Личное дело подтверждало: из курсанта военно-морского училища Павел за короткий срок стал пехотным капитаном, но старший брат рос в званиях еще быстрей. Вначале Павел гордился знаменитым родственником, потом захотел сравняться славой. Почему-то ему казалось, что на флоте легче сделать карьеру, хотя морское дело он основательно подзабыл, вообще не имел навыков в управлении катером и очень обижался, получая замечания от младших в звании, но более опытных моряков.

Начальник политотдела про себя посочувствовал: нелегко человеку мириться с ролью младшего брата. Ему бы прежде чем доверить катер, неплохо бы «оморячиться» под рукой хорошего командира, но, к сожалению, не было для этого ни времени, ни возможностей. Штаб и политотдел бригады требовали, чтобы командиров катеров, которые долго воевали на сухопутье, посылали на задания в паре с самыми авторитетными морскими офицерами.

Этой установке нисколько не противоречило временное объединение двух катеров из разных дивизионов: ТКА-13 и ТКА-213. Катера были разными по конструкции - второй и быстроходней, и маневренней, и лучше вооружен. Командовал им тот самый Павел с серьгой в одном ухе. Капитан-лейтенанта на время дежурства в Пумманках подчинили старшему лейтенанту Виктору Лихоманову, три года воевавшему на катерах.

Павел был задет, что им командует младший в звании, а Виктор Лихоманов ничего не заметил. У него хватало своих забот. На рейде в момент приемки горючего с баржи отличился юнга Таращук, исполняющий обязанности боцмана. Проверяя дымаппаратуру, он перепутал краники и закрыл Губу вонючим сухим туманом. За это Лихоманов получил нагоняй от командира бригады. Одного за другим из сплоченной команды ТКА-13 забирали парней с боевым опытом, заменяя молодежью, которую учили на ходу.

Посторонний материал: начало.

//! Normalized gallery entities.
//!
//! These are the stable shapes the rest of the crate (and any presentation
//! layer) works with, independent of how the API happened to spell things.
//! Every value is built fresh by [`crate::transform`] on each fetch and never
//! mutated afterwards.
//!
//! Ownership runs strictly downwards: a [`Collection`] owns its [`Album`]s and
//! an album owns its [`Image`]s. Upward links are plain foreign keys
//! ([`ImageOwner`], [`CollectionRef`]) so there are no cycles.

use serde::{Deserialize, Serialize};

/// An image ready for display.
#[derive(Debug, Clone, PartialEq, Serialize, Deserialize)]
pub struct Image {
    pub id: String,
    /// Absolute display URL. Never empty: falls back to the placeholder.
    pub url: String,
    #[serde(default, skip_serializing_if = "Option::is_none")]
    pub title: Option<String>,
    /// Alt text: the title, or the configured default when untitled.
    pub alt: String,
    #[serde(default, skip_serializing_if = "Option::is_none")]
    pub original_url: Option<String>,
    #[serde(default, skip_serializing_if = "Option::is_none")]
    pub owner: Option<ImageOwner>,
    #[serde(default, skip_serializing_if = "Option::is_none")]
    pub created_at: Option<String>,
    #[serde(default, skip_serializing_if = "Option::is_none")]
    pub updated_at: Option<String>,
}

/// Back-reference from an image to the album that holds it.
///
/// Only keys, never the album itself.
#[derive(Debug, Clone, PartialEq, Eq, Serialize, Deserialize)]
pub struct ImageOwner {
    pub album_id: String,
    #[serde(default, skip_serializing_if = "Option::is_none")]
    pub collection_id: Option<String>,
}

/// Summary of a collection embedded in an album response.
#[derive(Debug, Clone, PartialEq, Eq, Serialize, Deserialize)]
pub struct CollectionRef {
    pub id: String,
    pub name: String,
}

#[derive(Debug, Clone, PartialEq, Serialize, Deserialize)]
pub struct Album {
    pub id: String,
    pub name: String,
    #[serde(default, skip_serializing_if = "Option::is_none")]
    pub description: Option<String>,
    #[serde(default, skip_serializing_if = "Option::is_none")]
    pub slug: Option<String>,
    /// Absolute cover URL. Never empty.
    pub cover_image: String,
    pub collection_id: String,
    /// Denormalized collection label, when the API embedded one or the
    /// album was loaded through its collection.
    #[serde(default, skip_serializing_if = "Option::is_none")]
    pub collection: Option<CollectionRef>,
    /// Images in API order. Empty on list endpoints that don't embed them.
    #[serde(default)]
    pub images: Vec<Image>,
    #[serde(default, skip_serializing_if = "Option::is_none")]
    pub images_count: Option<u64>,
    #[serde(default, skip_serializing_if = "Option::is_none")]
    pub created_at: Option<String>,
    #[serde(default, skip_serializing_if = "Option::is_none")]
    pub updated_at: Option<String>,
}

impl Album {
    pub fn collection_name(&self) -> Option<&str> {
        self.collection.as_ref().map(|c| c.name.as_str())
    }

    /// Number of images, preferring the server's count over what was embedded.
    pub fn image_count(&self) -> u64 {
        self.images_count.unwrap_or(self.images.len() as u64)
    }
}

#[derive(Debug, Clone, PartialEq, Serialize, Deserialize)]
pub struct Collection {
    pub id: String,
    pub name: String,
    #[serde(default, skip_serializing_if = "Option::is_none")]
    pub slug: Option<String>,
    #[serde(default, skip_serializing_if = "Option::is_none")]
    pub description: Option<String>,
    /// Absolute cover URL. Never empty.
    pub cover_image: String,
    /// Albums in API order. Empty when albums are loaded lazily.
    #[serde(default)]
    pub albums: Vec<Album>,
    #[serde(default, skip_serializing_if = "Option::is_none")]
    pub albums_count: Option<u64>,
    #[serde(default, skip_serializing_if = "Option::is_none")]
    pub created_at: Option<String>,
    #[serde(default, skip_serializing_if = "Option::is_none")]
    pub updated_at: Option<String>,
}

impl Collection {
    pub fn album_count(&self) -> u64 {
        self.albums_count.unwrap_or(self.albums.len() as u64)
    }
}

/// A curated image shown on the landing view.
#[derive(Debug, Clone, PartialEq, Serialize, Deserialize)]
pub struct FeaturedImage {
    pub id: String,
    pub title: String,
    #[serde(default, skip_serializing_if = "Option::is_none")]
    pub description: Option<String>,
    pub position: i64,
    pub url: String,
    pub is_active: bool,
}

/// Pagination metadata as reported by a list endpoint.
#[derive(Debug, Clone, Copy, PartialEq, Eq, Serialize, Deserialize)]
pub struct PaginationMeta {
    pub current_page: u32,
    pub last_page: u32,
    pub per_page: u32,
    pub total: u64,
    /// 1-based index of the first item on this page, 0 when the page is empty.
    pub from: u64,
    /// 1-based index of the last item on this page, 0 when the page is empty.
    pub to: u64,
}

impl PaginationMeta {
    /// Number of pages needed for `total` items, never less than one.
    pub fn page_count(total: u64, per_page: u32) -> u32 {
        if per_page == 0 {
            return 1;
        }
        let pages = total.div_ceil(u64::from(per_page)).max(1);
        u32::try_from(pages).unwrap_or(u32::MAX)
    }

    /// Build metadata from counts the way a Laravel-style paginator would.
    pub fn from_counts(current_page: u32, per_page: u32, total: u64) -> Self {
        let last_page = Self::page_count(total, per_page);
        let start = u64::from(current_page.saturating_sub(1)) * u64::from(per_page);
        let (from, to) = if start < total {
            (start + 1, (start + u64::from(per_page)).min(total))
        } else {
            (0, 0)
        };
        Self {
            current_page,
            last_page,
            per_page,
            total,
            from,
            to,
        }
    }

    pub fn has_previous(&self) -> bool {
        self.current_page > 1
    }

    pub fn has_next(&self) -> bool {
        self.current_page < self.last_page
    }
}

/// One page of transformed records with its metadata.
///
/// List operations return `Option<Paginated<T>>`: either both halves are
/// present or the whole page is absent because the fetch failed.
#[derive(Debug, Clone, PartialEq, Serialize, Deserialize)]
pub struct Paginated<T> {
    pub data: Vec<T>,
    pub meta: PaginationMeta,
}

impl<T> Paginated<T> {
    pub fn is_empty(&self) -> bool {
        self.data.is_empty()
    }

    pub fn map<U>(self, f: impl FnMut(T) -> U) -> Paginated<U> {
        Paginated {
            data: self.data.into_iter().map(f).collect(),
            meta: self.meta,
        }
    }

    /// The records of a page, or nothing when the fetch failed.
    pub fn items_or_empty(page: Option<Self>) -> Vec<T> {
        page.map(|p| p.data).unwrap_or_default()
    }
}

#[cfg(test)]
mod tests {
    use super::*;

    #[test]
    fn page_count_rounds_up() {
        assert_eq!(PaginationMeta::page_count(40, 15), 3);
        assert_eq!(PaginationMeta::page_count(45, 15), 3);
        assert_eq!(PaginationMeta::page_count(46, 15), 4);
    }

    #[test]
    fn page_count_is_at_least_one() {
        assert_eq!(PaginationMeta::page_count(0, 15), 1);
        assert_eq!(PaginationMeta::page_count(10, 0), 1);
    }

    #[test]
    fn from_counts_middle_page() {
        let meta = PaginationMeta::from_counts(2, 15, 40);
        assert_eq!(meta.last_page, 3);
        assert_eq!(meta.from, 16);
        assert_eq!(meta.to, 30);
        assert!(meta.has_previous());
        assert!(meta.has_next());
    }

    #[test]
    fn from_counts_last_page_is_partial() {
        let meta = PaginationMeta::from_counts(3, 15, 40);
        assert_eq!((meta.from, meta.to), (31, 40));
        assert!(!meta.has_next());
    }

    #[test]
    fn from_counts_past_the_end_is_empty() {
        let meta = PaginationMeta::from_counts(9, 15, 40);
        assert_eq!((meta.from, meta.to), (0, 0));
    }

    #[test]
    fn items_or_empty_on_failure() {
        let failed: Option<Paginated<u8>> = None;
        assert!(Paginated::items_or_empty(failed).is_empty());

        let page = Paginated {
            data: vec![1u8, 2],
            meta: PaginationMeta::from_counts(1, 2, 2),
        };
        assert_eq!(Paginated::items_or_empty(Some(page)), vec![1, 2]);
    }

    #[test]
    fn album_prefers_server_image_count() {
        let album = Album {
            id: "1".into(),
            name: "Travel".into(),
            description: None,
            slug: None,
            cover_image: "https://x.test/c.jpg".into(),
            collection_id: "9".into(),
            collection: None,
            images: Vec::new(),
            images_count: Some(12),
            created_at: None,
            updated_at: None,
        };
        assert_eq!(album.image_count(), 12);
    }
}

ТКА- 13 и ТКА-213 отправлялись из Губы вечером 6 сентября. Отдав швартовы, они поочередно разворачивались к выходу из бухты, когда на берег прибежал приятель Лихоманова и, сложив ладони мегафоном, заорал, размахивая телеграммой:

- У те-бя, Ви-тя, ро-дил-ся сы-ы-ын!

- Виктор Митрофанович, разрешите поздравить с первенцем, - сказал главный старшина Иванов, который стоял рядом с Лихомановым в ходовой рубке ТКА-13. Сказал и сам понял - не те слова. Надо бы найти посердечнее.

Но командир из всех слов услышал только одно, порывисто стиснув протянутую руку.

- Сын! - воскликнул он. - Неужели сын?

Лихоманову захотелось немедленно послать жене корзину цветов вместе с самыми нужными, самыми нежными словами. Но о цветах не стоило даже мечтать. Телеграмма на его имя пришла из глубокого тыла, и даже ответить на нее было возможно только после возвращения из боевого похода. По радиотелефону допускались только служебные переговоры, и то не всегда. Но слова переполняли Лихоманова, слова требовали немедленного выхода, и тогда он, не отрывая пальцев от штурвала, вдруг стал рассказывать старшине команды мотористов Иванову о том, какая у него замечательная жена, и как они познакомились, и как объяснились, и какое это редкое везение встретить в жизни родную душу.

Александру Ивановичу Иванову нелегко было поддерживать такой разговор. «Двадцать пять лет, и уже сын, - с горечью думал он. - А мне - тридцать и даже знакомой девушки нет. Откуда им здесь взяться?…»

Лихоманов все говорил и говорил. Иванов отвечал ему, как мог. Никак невозможно было омрачить радость своему командиру…

14 сентября в донесениях воздушной разведки появились признаки формирования крупного конвоя из Киркенеса на север. Эти сведения на командном пункте бригады торпедных катеров нанесли условными значками на морскую карту, расчерченную красной тушью на мелкие квадраты, наподобие шахматной доски. Это было очень удобно: скажешь по радио: «Квадрат Глаголь-шестнадцать», и все, кому положено, знают, что речь идет о Бек-фиорде, в глубине которого расположен порт врага Киркенес.

Командир бригады Кузьмин решил атаковать противника у мыса Маккаур, который, помните, напоминает на карте голову белого медведя. Так далеко от наших баз противник уже не будет опасаться торпедных катеров.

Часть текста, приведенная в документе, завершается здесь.